#### [EXERCISE]
Would you set down every line of the data below exactly as it reads?

Data extracted from a collection
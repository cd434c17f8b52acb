//! Regcred Refresher - Registry credential sidecar
//!
//! Regenerates a Docker registry auth config from Kubernetes-Secret-mounted
//! credential files so the container runtime on a node keeps authenticating
//! to private registries whose credentials rotate live. Secrets projected as
//! files are updated in place when the Secret changes; environment variables
//! are not, which is why the source of truth is a directory of files re-read
//! on every pass.
//!
//! The whole system is one reconciliation loop:
//!
//! - [`credentials`]: read username, password, and registry addresses from
//!   the secret directory
//! - [`docker_config`]: render them into the `auths` document
//! - [`writer`]: atomically replace the destination file
//! - [`refresher`]: drive the loop with an interruptible sleep
//!
//! Every pass is a full reconciliation from the files on disk; nothing is
//! cached between iterations. Any read or write failure is fatal and the
//! process relies on its supervisor to restart it.

pub mod config;
pub mod credentials;
pub mod docker_config;
pub mod error;
pub mod refresher;
pub mod writer;

// Re-export commonly used types for convenience
pub use config::{ConfigError, RefresherConfig};
pub use credentials::{CredentialSource, Credentials};
pub use docker_config::{AuthEntry, DockerConfig};
pub use error::{RefresherError, Result};
pub use refresher::Refresher;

#### [ANSWER TO THE EXERCISE]
repository cd434c17f8b52acb
//! Regcred Refresher - Registry credential sidecar
//!
//! Regenerates a Docker registry auth config from Kubernetes-Secret-mounted
//! credential files so the container runtime on a node keeps authenticating
//! to private registries whose credentials rotate live. Secrets projected as
//! files are updated in place when the Secret changes; environment variables
//! are not, which is why the source of truth is a directory of files re-read
//! on every pass.
//!
//! The whole system is one reconciliation loop:
//!
//! - [`credentials`]: read username, password, and registry addresses from
//!   the secret directory
//! - [`docker_config`]: render them into the `auths` document
//! - [`writer`]: atomically replace the destination file
//! - [`refresher`]: drive the loop with an interruptible sleep
//!
//! Every pass is a full reconciliation from the files on disk; nothing is
//! cached between iterations. Any read or write failure is fatal and the
//! process relies on its supervisor to restart it.

pub mod config;
pub mod credentials;
pub mod docker_config;
pub mod error;
pub mod refresher;
pub mod writer;

// Re-export commonly used types for convenience
pub use config::{ConfigError, RefresherConfig};
pub use credentials::{CredentialSource, Credentials};
pub use docker_config::{AuthEntry, DockerConfig};
pub use error::{RefresherError, Result};
pub use refresher::Refresher;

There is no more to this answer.